Pharmacology and Therapeutics
Roswell Park Comprehensive Cancer Center
Alternative Polyadenylation Drives Phenotypic Plasticity in Cancer Associated Fibroblasts
Aim: Cancer Biology
Pancreatic cancer is a devastating disease with few effective treatment options. In order to make a significant difference to the lives of patients, we need to understand the molecular causes of pancreatic cancer, and use this information to develop more potent drugs. Recent sequencing efforts of hundreds of patient-derived tumor samples have expanded our knowledge of the genes that drive pancreatic cancer initiation and progression. However, it remains unclear how these genes are regulated, and if processes that control gene regulation can be targeted specifically. We have uncovered a role for one such gene regulatory process, termed alternative polyadenylation, in pancreatic cancer progression.
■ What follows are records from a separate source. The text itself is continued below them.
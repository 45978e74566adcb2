use once_cell::sync::Lazy;
use regex::Regex;
use serde::{Deserialize, Serialize};
use std::{convert::TryFrom, fmt, str::FromStr};

static ACCOUNT_ID_PATTERN: Lazy<Regex> =
    Lazy::new(|| Regex::new(r"^[A-Za-z0-9_~.\-]{1,64}$").expect("static regex"));

/// Identifies a peer account. Account ids are also used as link ids and as
/// the last segment of child addresses, so they are restricted to 1-64
/// characters that are valid inside an ILP address segment (plus `.`).
#[derive(Clone, Debug, PartialEq, Eq, Hash, PartialOrd, Ord, Serialize, Deserialize)]
#[serde(try_from = "String", into = "String")]
pub struct AccountId(String);

impl AccountId {
    /// # Panics
    ///
    /// Panics on an invalid id; meant for constants and tests.
    pub fn new(id: &str) -> Self {
        match AccountId::from_str(id) {
            Ok(id) => id,
            Err(err) => panic!("{}", err),
        }
    }

    #[inline]
    pub fn as_str(&self) -> &str {
        &self.0
    }
}

impl FromStr for AccountId {
    type Err = String;

    fn from_str(src: &str) -> Result<Self, Self::Err> {
        if ACCOUNT_ID_PATTERN.is_match(src) {
            Ok(AccountId(src.to_owned()))
        } else {
            Err(format!("Invalid account id: {:?}", src))
        }
    }
}

impl TryFrom<String> for AccountId {
    type Error = String;

    fn try_from(value: String) -> Result<Self, Self::Error> {
        if ACCOUNT_ID_PATTERN.is_match(&value) {
            Ok(AccountId(value))
        } else {
            Err(format!("Invalid account id: {:?}", value))
        }
    }
}

impl From<AccountId> for String {
    fn from(id: AccountId) -> Self {
        id.0
    }
}

impl AsRef<str> for AccountId {
    #[inline]
    fn as_ref(&self) -> &str {
        &self.0
    }
}

impl fmt::Display for AccountId {
    fn fmt(&self, f: &mut fmt::Formatter) -> fmt::Result {
        f.write_str(&self.0)
    }
}
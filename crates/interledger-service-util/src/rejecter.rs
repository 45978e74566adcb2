use interledger_packet::{ErrorCode, Prepare, Reject, RejectBuilder};
use interledger_service::{AccountId, OperatorAddress};
use tracing::warn;

/// Builds Reject packets on behalf of this connector.
///
/// Every reject is stamped with the operator address as `triggered_by`, or
/// with the unset-address placeholder while the connector has no address yet.
#[derive(Clone, Debug, Default)]
pub struct PacketRejector {
    operator_address: OperatorAddress,
}

impl PacketRejector {
    pub fn new(operator_address: OperatorAddress) -> Self {
        PacketRejector { operator_address }
    }

    pub fn operator_address(&self) -> &OperatorAddress {
        &self.operator_address
    }

    pub fn reject(
        &self,
        rejecting_account_id: &AccountId,
        prepare: &Prepare,
        code: ErrorCode,
        message: &str,
    ) -> Reject {
        self.reject_with_data(rejecting_account_id, prepare, code, message, &[])
    }

    pub fn reject_with_data(
        &self,
        rejecting_account_id: &AccountId,
        prepare: &Prepare,
        code: ErrorCode,
        message: &str,
        data: &[u8],
    ) -> Reject {
        let triggered_by = self.operator_address.get_or_unset();
        warn!(
            account.id = %rejecting_account_id,
            prepare.destination = %prepare.destination(),
            prepare.amount = prepare.amount(),
            reject.code = %code,
            "Rejecting packet: {}",
            message,
        );
        RejectBuilder {
            code,
            message: message.as_bytes(),
            triggered_by: Some(&triggered_by),
            data,
        }
        .build()
    }
}
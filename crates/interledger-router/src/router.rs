use crate::{LinkRegistry, RouteResolver};

use std::sync::Arc;

use async_trait::async_trait;
use interledger_packet::{ErrorCode, Prepare};
use interledger_service::{trace::forwarding_span, AccountSettings, IlpResult};
use interledger_service_util::{PacketForwarder, PacketRejector};
use tracing::{debug, error, Instrument};

/// # Router
///
/// Picks the next hop for a Prepare and sends it over that account's link.
///
/// - `F02` when no resolver knows the destination, or the only route leads
///   back to the account the packet came from
/// - `T01` when the next hop has no link, the link is not connected, or the
///   link fails to deliver the packet
#[derive(Clone)]
pub struct Router {
    resolvers: Vec<Arc<dyn RouteResolver>>,
    links: LinkRegistry,
    rejector: PacketRejector,
}

impl Router {
    pub fn new(
        resolvers: Vec<Arc<dyn RouteResolver>>,
        links: LinkRegistry,
        rejector: PacketRejector,
    ) -> Self {
        Router {
            resolvers,
            links,
            rejector,
        }
    }

    pub fn links(&self) -> &LinkRegistry {
        &self.links
    }
}

#[async_trait]
impl PacketForwarder for Router {
    async fn forward(&self, source_account: &AccountSettings, prepare: Prepare) -> IlpResult {
        let destination = prepare.destination();
        let next_hop = self
            .resolvers
            .iter()
            .find_map(|resolver| resolver.resolve(destination));

        let next_hop = match next_hop {
            Some(next_hop) => next_hop,
            None => {
                return Err(self.rejector.reject(
                    &source_account.id,
                    &prepare,
                    ErrorCode::F02_UNREACHABLE,
                    &format!("No route found for destination {}", destination),
                ))
            }
        };
        if next_hop == source_account.id {
            return Err(self.rejector.reject(
                &source_account.id,
                &prepare,
                ErrorCode::F02_UNREACHABLE,
                "Refusing to route a packet back to the account it came from",
            ));
        }

        let link = match self.links.get(&next_hop) {
            Some(link) if link.is_connected() => link,
            Some(_) => {
                return Err(self.rejector.reject(
                    &source_account.id,
                    &prepare,
                    ErrorCode::T01_PEER_UNREACHABLE,
                    &format!("Link for account {} is not connected", next_hop),
                ))
            }
            None => {
                return Err(self.rejector.reject(
                    &source_account.id,
                    &prepare,
                    ErrorCode::T01_PEER_UNREACHABLE,
                    &format!("No link for account {}", next_hop),
                ))
            }
        };

        debug!("Forwarding packet to {}", next_hop);
        let forwarded = prepare.clone();
        match link
            .send_packet(forwarded)
            .instrument(forwarding_span(&next_hop))
            .await
        {
            Ok(result) => result,
            Err(err) => {
                error!("Error sending packet to {}: {}", next_hop, err);
                Err(self.rejector.reject(
                    &source_account.id,
                    &prepare,
                    ErrorCode::T01_PEER_UNREACHABLE,
                    &format!("Unable to reach peer {}", next_hop),
                ))
            }
        }
    }
}
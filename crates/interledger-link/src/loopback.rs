//! Links that answer locally instead of talking to a remote peer.
//!
//! The loopback link fulfills every Prepare (or rejects it with a configured
//! code, which is handy for exercising error paths). The ping loopback link
//! only fulfills ping-protocol packets.

use crate::{Link, LinkError, LinkFactory, LinkSettings, LinkTransport};

use std::str::FromStr;

use async_trait::async_trait;
use interledger_packet::{ErrorCode, FulfillBuilder, Prepare, RejectBuilder};
use interledger_service::{IlpResult, LinkType, OperatorAddress};
use once_cell::sync::Lazy;
use ring::digest::{digest, SHA256};
use tracing::debug;

/// Custom setting naming the error code a loopback link should reject with.
pub const SIMULATED_REJECT_ERROR_CODE: &str = "simulatedRejectErrorCode";

pub const LOOPBACK_FULFILLMENT: [u8; 32] = [0; 32];

pub const PING_PROTOCOL_FULFILLMENT: [u8; 32] = *b"pingpingpingpingpingpingpingping";

pub static PING_PROTOCOL_CONDITION: Lazy<[u8; 32]> = Lazy::new(|| {
    let mut condition = [0; 32];
    condition.copy_from_slice(digest(&SHA256, &PING_PROTOCOL_FULFILLMENT).as_ref());
    condition
});

pub struct LoopbackTransport {
    operator_address: OperatorAddress,
    simulated_reject: Option<ErrorCode>,
}

impl LoopbackTransport {
    pub fn new(operator_address: OperatorAddress, link_settings: &LinkSettings) -> Result<Self, LinkError> {
        let simulated_reject = match link_settings.custom_settings().get(SIMULATED_REJECT_ERROR_CODE) {
            Some(code) => Some(ErrorCode::from_str(code).map_err(LinkError::InvalidSettings)?),
            None => None,
        };
        Ok(LoopbackTransport {
            operator_address,
            simulated_reject,
        })
    }
}

#[async_trait]
impl LinkTransport for LoopbackTransport {
    async fn do_connect(&self) -> Result<(), LinkError> {
        Ok(())
    }

    async fn do_disconnect(&self) -> Result<(), LinkError> {
        Ok(())
    }

    async fn send_packet(&self, prepare: Prepare) -> Result<IlpResult, LinkError> {
        if let Some(code) = self.simulated_reject {
            debug!("Loopback link rejecting packet with simulated error {}", code);
            let address = self.operator_address.get_or_unset();
            return Ok(Err(RejectBuilder {
                code,
                message: b"Loopback set to manually reject via simulate_reject=true",
                triggered_by: Some(&address),
                data: &[],
            }
            .build()));
        }
        Ok(Ok(FulfillBuilder {
            fulfillment: &LOOPBACK_FULFILLMENT,
            data: prepare.data(),
        }
        .build()))
    }
}

#[derive(Clone, Copy, Debug, Default)]
pub struct LoopbackLinkFactory;

impl LinkFactory for LoopbackLinkFactory {
    fn supports(&self, link_type: &LinkType) -> bool {
        link_type.value() == LinkType::LOOPBACK
    }

    fn construct_link(
        &self,
        operator_address: OperatorAddress,
        link_settings: LinkSettings,
    ) -> Result<Link, LinkError> {
        if !self.supports(link_settings.link_type()) {
            return Err(LinkError::UnsupportedLinkType(link_settings.link_type().clone()));
        }
        let transport = LoopbackTransport::new(operator_address.clone(), &link_settings)?;
        Ok(Link::new(operator_address, link_settings, transport))
    }
}

/// Fulfills packets locked with the ping condition and rejects all others.
pub struct PingLoopbackTransport {
    operator_address: OperatorAddress,
}

#[async_trait]
impl LinkTransport for PingLoopbackTransport {
    async fn do_connect(&self) -> Result<(), LinkError> {
        Ok(())
    }

    async fn do_disconnect(&self) -> Result<(), LinkError> {
        Ok(())
    }

    async fn send_packet(&self, prepare: Prepare) -> Result<IlpResult, LinkError> {
        if prepare.execution_condition() == &*PING_PROTOCOL_CONDITION {
            Ok(Ok(FulfillBuilder {
                fulfillment: &PING_PROTOCOL_FULFILLMENT,
                data: &[],
            }
            .build()))
        } else {
            let address = self.operator_address.get_or_unset();
            Ok(Err(RejectBuilder {
                code: ErrorCode::F05_WRONG_CONDITION,
                message: b"Ping packets must use the ping protocol condition",
                triggered_by: Some(&address),
                data: &[],
            }
            .build()))
        }
    }
}

#[derive(Clone, Copy, Debug, Default)]
pub struct PingLoopbackLinkFactory;

impl LinkFactory for PingLoopbackLinkFactory {
    fn supports(&self, link_type: &LinkType) -> bool {
        link_type.value() == LinkType::PING_LOOPBACK
    }

    fn construct_link(
        &self,
        operator_address: OperatorAddress,
        link_settings: LinkSettings,
    ) -> Result<Link, LinkError> {
        if !self.supports(link_settings.link_type()) {
            return Err(LinkError::UnsupportedLinkType(link_settings.link_type().clone()));
        }
        let transport = PingLoopbackTransport {
            operator_address: operator_address.clone(),
        };
        Ok(Link::new(operator_address, link_settings, transport))
    }
}
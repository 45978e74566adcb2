use crate::RoutingTableId;

use interledger_link::LinkError;
use interledger_packet::ParseError;
use interledger_service::AccountId;

#[derive(Debug, thiserror::Error)]
pub enum CcpError {
    #[error("Invalid CCP message: {0}")]
    InvalidMessage(#[from] ParseError),
    #[error("Gap in routing table {routing_table_id}. Expected epoch: {expected_epoch}, got from_epoch: {from_epoch}")]
    EpochGap {
        routing_table_id: RoutingTableId,
        expected_epoch: u32,
        from_epoch: u32,
    },
    #[error("Account {0} not found")]
    AccountNotFound(AccountId),
    #[error("Route updates are not exchanged with account {0}")]
    NotRouting(AccountId),
    #[error("Unable to send CCP message: {0}")]
    Link(#[from] LinkError),
}
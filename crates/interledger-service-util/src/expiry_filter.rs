use crate::{PacketRejector, PacketSwitchFilter, PacketSwitchFilterChain};

use std::time::{Duration, SystemTime};

use async_trait::async_trait;
use interledger_packet::{ErrorCode, Prepare};
use interledger_service::{AccountSettings, IlpResult};
use tracing::{debug, error};

const INSUFFICIENT_TIMEOUT_MESSAGE: &str = "The connector could not forward the payment, because the timeout was too low to subtract its safety margin";
const TIMED_OUT_MESSAGE: &str = "Transfer Timed-out";

/// # Expiry Filter
///
/// Rejects Prepares that have already expired (`R02`) and bounds the rest of
/// the chain by the time left until expiry. When the deadline passes first the
/// caller gets an `R00` reject; the downstream work is left running in the
/// background and its eventual result is dropped.
#[derive(Clone, Debug)]
pub struct ExpiryPacketFilter {
    rejector: PacketRejector,
}

impl ExpiryPacketFilter {
    pub fn new(rejector: PacketRejector) -> Self {
        ExpiryPacketFilter { rejector }
    }
}

#[async_trait]
impl PacketSwitchFilter for ExpiryPacketFilter {
    async fn do_filter(
        &self,
        source_account: &AccountSettings,
        prepare: Prepare,
        chain: PacketSwitchFilterChain,
    ) -> IlpResult {
        let remaining = prepare
            .expires_at()
            .duration_since(SystemTime::now())
            .unwrap_or_default();
        if remaining == Duration::from_secs(0) {
            return Err(self.rejector.reject(
                &source_account.id,
                &prepare,
                ErrorCode::R02_INSUFFICIENT_TIMEOUT,
                INSUFFICIENT_TIMEOUT_MESSAGE,
            ));
        }

        let owned_account = source_account.clone();
        let forwarded = prepare.clone();
        let downstream =
            tokio::spawn(async move { chain.do_filter(&owned_account, forwarded).await });

        match tokio::time::timeout(remaining, downstream).await {
            Ok(Ok(result)) => result,
            Ok(Err(join_error)) => {
                if join_error.is_panic() {
                    std::panic::resume_unwind(join_error.into_panic());
                }
                error!("Forwarding task was cancelled: {}", join_error);
                Err(self.rejector.reject(
                    &source_account.id,
                    &prepare,
                    ErrorCode::T00_INTERNAL_ERROR,
                    "Forwarding was cancelled",
                ))
            }
            Err(_) => {
                debug!(
                    "Packet expired after waiting {}ms for a response",
                    remaining.as_millis()
                );
                Err(self.rejector.reject(
                    &source_account.id,
                    &prepare,
                    ErrorCode::R00_TRANSFER_TIMED_OUT,
                    TIMED_OUT_MESSAGE,
                ))
            }
        }
    }
}
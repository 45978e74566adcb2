use crate::LinkError;

use interledger_service::{AccountSettings, CustomSettings, LinkType};

/// What a link factory needs to build a link: the link type and the
/// link-specific custom settings. The link type is upper-cased on
/// construction; custom settings are redacted from `Debug` output.
#[derive(Clone, Debug, PartialEq, Eq)]
pub struct LinkSettings {
    link_type: LinkType,
    custom_settings: CustomSettings,
}

impl LinkSettings {
    pub fn new(link_type: LinkType) -> Self {
        LinkSettings {
            link_type: LinkType::of(link_type.value()),
            custom_settings: CustomSettings::default(),
        }
    }

    pub fn with_custom_settings(mut self, custom_settings: CustomSettings) -> Self {
        self.custom_settings = custom_settings;
        self
    }

    pub fn link_type(&self) -> &LinkType {
        &self.link_type
    }

    pub fn custom_settings(&self) -> &CustomSettings {
        &self.custom_settings
    }
}

/// Derives [`LinkSettings`] from an account's configuration.
pub trait LinkSettingsFactory: Send + Sync {
    fn construct(&self, account_settings: &AccountSettings) -> Result<LinkSettings, LinkError>;
}

/// Supports the link types shipped with this crate.
#[derive(Clone, Copy, Debug, Default)]
pub struct DefaultLinkSettingsFactory;

impl LinkSettingsFactory for DefaultLinkSettingsFactory {
    fn construct(&self, account_settings: &AccountSettings) -> Result<LinkSettings, LinkError> {
        let link_type = &account_settings.link_type;
        match link_type.value() {
            LinkType::LOOPBACK | LinkType::PING_LOOPBACK | LinkType::ILP_OVER_HTTP => {
                Ok(LinkSettings::new(link_type.clone())
                    .with_custom_settings(account_settings.custom_settings.clone()))
            }
            _ => Err(LinkError::UnsupportedLinkType(link_type.clone())),
        }
    }
}

#[cfg(test)]
mod tests {
    use super::*;
    use interledger_service::{AccountId, AccountRelationship};

    fn account(link_type: &str) -> AccountSettings {
        AccountSettings::new(
            AccountId::new("foo"),
            AccountRelationship::Peer,
            LinkType::of(link_type),
        )
        .with_asset("XRP", 2)
    }

    #[test]
    fn rejects_unsupported_link_types() {
        let err = DefaultLinkSettingsFactory
            .construct(&account("foo"))
            .unwrap_err();
        assert_eq!(err.to_string(), "Unsupported LinkType: LinkType(FOO)");
    }

    #[test]
    fn constructs_loopback_and_ping_settings() {
        for link_type in &["loopback", "PING_LOOPBACK"] {
            let settings = DefaultLinkSettingsFactory.construct(&account(link_type)).unwrap();
            assert_eq!(settings.link_type(), &LinkType::of(link_type));
            assert!(settings.custom_settings().is_empty());
        }
    }

    #[test]
    fn carries_http_custom_settings() {
        let custom = CustomSettings::new()
            .with("http.outgoing.url", "https://alice.example.com")
            .with("http.outgoing.shared_secret", "shh");
        let account = account("ilp_over_http").with_custom_settings(custom.clone());
        let settings = DefaultLinkSettingsFactory.construct(&account).unwrap();
        assert_eq!(settings.link_type(), &LinkType::ilp_over_http());
        assert_eq!(settings.custom_settings(), &custom);
        assert!(!format!("{:?}", settings).contains("shh"));
    }
}
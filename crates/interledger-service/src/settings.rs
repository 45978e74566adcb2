use crate::AccountId;

use std::sync::Arc;
use std::time::Duration;

use interledger_packet::{Address, AddressPrefix};
use once_cell::sync::Lazy;
use parking_lot::RwLock;
use serde::{Deserialize, Serialize};

/// Stamped on rejects while the node does not know its own address yet.
pub static UNSET_OPERATOR_ADDRESS: Lazy<Address> =
    Lazy::new(|| Address::new("private.unset-operator-address"));

fn default_true() -> bool {
    true
}

fn default_route_broadcast_interval_ms() -> u64 {
    30_000
}

fn default_route_expiry_ms() -> u64 {
    45_000
}

fn default_max_epochs_per_routing_table() -> u32 {
    50
}

/// Settings for the route broadcast protocol.
#[derive(Clone, Debug, PartialEq, Eq, Serialize, Deserialize)]
pub struct GlobalRoutingSettings {
    #[serde(default = "default_true")]
    pub route_broadcast_enabled: bool,
    /// How often a syncing peer is sent a route update.
    #[serde(default = "default_route_broadcast_interval_ms")]
    pub route_broadcast_interval_ms: u64,
    /// Hold-down time advertised with each update; also bounds how long an
    /// update Prepare is valid for.
    #[serde(default = "default_route_expiry_ms")]
    pub route_expiry_ms: u64,
    /// Upper bound on the log entries carried by a single update.
    #[serde(default = "default_max_epochs_per_routing_table")]
    pub max_epochs_per_routing_table: u32,
}

impl GlobalRoutingSettings {
    pub fn route_broadcast_interval(&self) -> Duration {
        Duration::from_millis(self.route_broadcast_interval_ms)
    }

    pub fn route_expiry(&self) -> Duration {
        Duration::from_millis(self.route_expiry_ms)
    }
}

impl Default for GlobalRoutingSettings {
    fn default() -> Self {
        GlobalRoutingSettings {
            route_broadcast_enabled: true,
            route_broadcast_interval_ms: default_route_broadcast_interval_ms(),
            route_expiry_ms: default_route_expiry_ms(),
            max_epochs_per_routing_table: default_max_epochs_per_routing_table(),
        }
    }
}

/// A route configured by the operator rather than learned over CCP.
#[derive(Clone, Debug, PartialEq, Eq, Serialize, Deserialize)]
pub struct StaticRoute {
    pub target_prefix: AddressPrefix,
    pub peer_account_id: AccountId,
}

#[derive(Clone, Debug, Default, PartialEq, Serialize, Deserialize)]
pub struct ConnectorSettings {
    #[serde(default)]
    pub operator_address: Option<Address>,
    #[serde(default)]
    pub global_routing_settings: GlobalRoutingSettings,
    #[serde(default)]
    pub static_routes: Vec<StaticRoute>,
}

/// Shared handle to this node's own ILP address, which may only become known
/// after the node has started (for example via IL-DCP from a parent).
#[derive(Clone, Debug, Default)]
pub struct OperatorAddress(Arc<RwLock<Option<Address>>>);

impl OperatorAddress {
    pub fn new(address: Option<Address>) -> Self {
        OperatorAddress(Arc::new(RwLock::new(address)))
    }

    pub fn get(&self) -> Option<Address> {
        self.0.read().clone()
    }

    /// The operator address, or [`UNSET_OPERATOR_ADDRESS`] if it is not known yet.
    pub fn get_or_unset(&self) -> Address {
        self.get().unwrap_or_else(|| UNSET_OPERATOR_ADDRESS.clone())
    }

    pub fn set(&self, address: Address) {
        *self.0.write() = Some(address);
    }

    pub fn is_set(&self) -> bool {
        self.0.read().is_some()
    }
}

impl From<Address> for OperatorAddress {
    fn from(address: Address) -> Self {
        OperatorAddress::new(Some(address))
    }
}
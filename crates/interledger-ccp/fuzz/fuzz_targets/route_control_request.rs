#![no_main]
use interledger_ccp::packet::{RouteControlRequest, CCP_CONTROL_DESTINATION, PEER_PROTOCOL_CONDITION};
use interledger_packet::PrepareBuilder;
use libfuzzer_sys::fuzz_target;
use std::convert::TryFrom;
use std::time::{Duration, SystemTime};

fuzz_target!(|data: &[u8]| {
    let prepare = PrepareBuilder {
        amount: 0,
        expires_at: SystemTime::now() + Duration::from_secs(30),
        execution_condition: &PEER_PROTOCOL_CONDITION,
        destination: CCP_CONTROL_DESTINATION.clone(),
        data,
    }
    .build();
    let _ = RouteControlRequest::try_from(&prepare);
});
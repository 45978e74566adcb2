use crate::http::HttpLinkFactory;
use crate::loopback::{LoopbackLinkFactory, PingLoopbackLinkFactory};
use crate::{Link, LinkError, LinkSettings};

use std::sync::Arc;

use interledger_service::{LinkType, OperatorAddress};
use tracing::debug;

/// Builds links of the types it supports.
pub trait LinkFactory: Send + Sync {
    fn supports(&self, link_type: &LinkType) -> bool;

    fn construct_link(
        &self,
        operator_address: OperatorAddress,
        link_settings: LinkSettings,
    ) -> Result<Link, LinkError>;
}

/// Dispatches link construction to the first registered factory that
/// supports the requested link type.
#[derive(Clone, Default)]
pub struct LinkFactoryProvider {
    factories: Vec<Arc<dyn LinkFactory>>,
}

impl LinkFactoryProvider {
    pub fn new() -> Self {
        LinkFactoryProvider::default()
    }

    /// A provider for the loopback, ping loopback and ILP-over-HTTP link types.
    pub fn with_default_factories() -> Self {
        let mut provider = LinkFactoryProvider::new();
        provider.register(Arc::new(LoopbackLinkFactory));
        provider.register(Arc::new(PingLoopbackLinkFactory));
        provider.register(Arc::new(HttpLinkFactory::default()));
        provider
    }

    pub fn register(&mut self, factory: Arc<dyn LinkFactory>) {
        self.factories.push(factory);
    }

    pub fn supports(&self, link_type: &LinkType) -> bool {
        self.factory_for(link_type).is_some()
    }

    pub fn construct_link(
        &self,
        operator_address: OperatorAddress,
        link_settings: LinkSettings,
    ) -> Result<Link, LinkError> {
        let factory = self
            .factory_for(link_settings.link_type())
            .ok_or_else(|| LinkError::UnsupportedLinkType(link_settings.link_type().clone()))?;
        debug!("Constructing {} link", link_settings.link_type());
        factory.construct_link(operator_address, link_settings)
    }

    fn factory_for(&self, link_type: &LinkType) -> Option<&Arc<dyn LinkFactory>> {
        self.factories
            .iter()
            .find(|factory| factory.supports(link_type))
    }
}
Our preliminary data shows that alternative polyadenylation is altered in a subset of accessory cells called “inflammatory cancer associated fibroblasts” or iCAFs. These iCAFs support tumor cell growth; therefore, it is critical that we understand how these cells are generated and how we can specifically target them therapeutically. We will study how alternative polyadenylation is altered in iCAFs, identify new mechanisms for modulating iCAF gene expression levels, and determine if inhibiting alternative polyadenylation can ablate iCAFs from pancreatic tumors.